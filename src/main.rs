//! Page Layout Resolver CLI
//!
//! Usage:
//!   page-layout-resolver --pages <FILE> [OPTIONS] <COMMAND>
//!
//! Commands:
//!   template <UID>   Print the resolved controller action pair as TOML
//!   flexform <UID>   Print the inherited flex form source
//!
//! Options:
//!   -p, --pages <FILE>   Page tree file (TOML, `[[pages]]` array)
//!   -c, --config <FILE>  Resolver configuration file (TOML)
//!   -v, --verbose        Log resolver decisions to stderr

use std::path::PathBuf;

use clap::{Parser, Subcommand};
use tracing_subscriber::EnvFilter;

use page_layout_resolver::{MemoryRepository, PageId, PageService, ResolverConfig};

#[derive(Parser)]
#[command(name = "page-layout-resolver")]
#[command(about = "Resolve inherited page template configuration")]
struct Cli {
    /// Page tree file (TOML format)
    #[arg(short, long)]
    pages: PathBuf,

    /// Resolver configuration file (TOML format)
    #[arg(short, long)]
    config: Option<PathBuf>,

    /// Log resolver decisions to stderr
    #[arg(short, long)]
    verbose: bool,

    #[command(subcommand)]
    command: Command,
}

#[derive(Subcommand)]
enum Command {
    /// Resolve the controller action pair for a page
    Template { uid: u32 },
    /// Resolve the inherited flex form source for a page
    Flexform { uid: u32 },
}

fn main() {
    let cli = Cli::parse();
    init_logging(cli.verbose);

    let config = match &cli.config {
        Some(path) => match ResolverConfig::from_file(path) {
            Ok(c) => c,
            Err(e) => {
                eprintln!("Error loading config '{}': {}", path.display(), e);
                std::process::exit(1);
            }
        },
        None => ResolverConfig::default(),
    };

    let repository = match MemoryRepository::from_file(&cli.pages) {
        Ok(r) => r,
        Err(e) => {
            eprintln!("Error loading pages '{}': {}", cli.pages.display(), e);
            std::process::exit(1);
        }
    };

    let service = PageService::with_config(repository, config);
    match cli.command {
        Command::Template { uid } => match service.page_template_configuration(PageId(uid)) {
            Some(resolved) => match toml::to_string(&resolved) {
                Ok(out) => print!("{}", out),
                Err(e) => {
                    eprintln!("Error: {}", e);
                    std::process::exit(1);
                }
            },
            None => eprintln!("no template configuration applies to page {}", uid),
        },
        Command::Flexform { uid } => match service.page_flex_form_source(PageId(uid)) {
            Some(source) => println!("{}", source),
            None => eprintln!("no flex form source for page {}", uid),
        },
    }
}

fn init_logging(verbose: bool) {
    let default_level = if verbose { "debug" } else { "warn" };
    let filter = EnvFilter::try_from_default_env().unwrap_or_else(|_| EnvFilter::new(default_level));
    tracing_subscriber::fmt()
        .with_env_filter(filter)
        .with_writer(std::io::stderr)
        .with_target(false)
        .compact()
        .init();
}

════════════════

WORK TASK
Quote every line from the beginning of the entries up to and including the line that contains "pair as TOML".

OUTPUT FOR THIS EXERCISE
filename src/main.rs
//! Page Layout Resolver CLI
//!
//! Usage:
//!   page-layout-resolver --pages <FILE> [OPTIONS] <COMMAND>
//!
//! Commands:
//!   template <UID>   Print the resolved controller action pair as TOML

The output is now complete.